TO DO
From the line containing "pub mod engine;" through the final line of the records, reproduce every line exactly.

Records contained in a dataset:
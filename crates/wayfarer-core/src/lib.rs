//! Wayfarer Core - Conversation orchestration
//!
//! This crate turns a chat request into a refined answer:
//! - Engine: the seam to the conversational agent runtime
//! - Session mapping: client session ids to engine conversation ids
//! - Refinement: generate, critique and revise until accepted
//! - Facade: the blocking, async and streaming entry points
//! - Agents: the LLM-backed engine with its travel specialist tree

#![forbid(unsafe_code)]
#![warn(missing_docs)]

pub mod agents;
pub mod engine;
pub mod error;
pub mod facade;
pub mod mock;
pub mod refinement;
pub mod session_mapper;
pub mod stream;

pub use agents::{AgentEngine, AgentEngineConfig};
pub use engine::{ExecutionEngine, FragmentStream};
pub use error::{Error, Result};
pub use facade::{ChatRequest, ChatResponse, Concierge, ConciergeConfig};
pub use mock::MockEngine;
pub use refinement::{
    Critique, LoopExit, RefinementConfig, RefinementLoop, RefinementOutcome, ResponseCritic,
    ResponseGenerator, ResponseReviser, DEFAULT_COMPLETION_PHRASE, DEFAULT_MAX_ITERATIONS,
};
pub use session_mapper::{SessionMapper, SessionMapping, WarmUpOutcome, DEFAULT_WARM_UP_MESSAGE};
pub use stream::{ResponseStream, StreamEvent, STREAM_DONE_MARKER};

TASK OUTPUT
pub mod engine;
pub mod error;
pub mod facade;
pub mod mock;
pub mod refinement;
pub mod session_mapper;
pub mod stream;

pub use agents::{AgentEngine, AgentEngineConfig};
pub use engine::{ExecutionEngine, FragmentStream};
pub use error::{Error, Result};
pub use facade::{ChatRequest, ChatResponse, Concierge, ConciergeConfig};
pub use mock::MockEngine;
pub use refinement::{
    Critique, LoopExit, RefinementConfig, RefinementLoop, RefinementOutcome, ResponseCritic,
    ResponseGenerator, ResponseReviser, DEFAULT_COMPLETION_PHRASE, DEFAULT_MAX_ITERATIONS,
};
pub use session_mapper::{SessionMapper, SessionMapping, WarmUpOutcome, DEFAULT_WARM_UP_MESSAGE};
pub use stream::{ResponseStream, StreamEvent, STREAM_DONE_MARKER};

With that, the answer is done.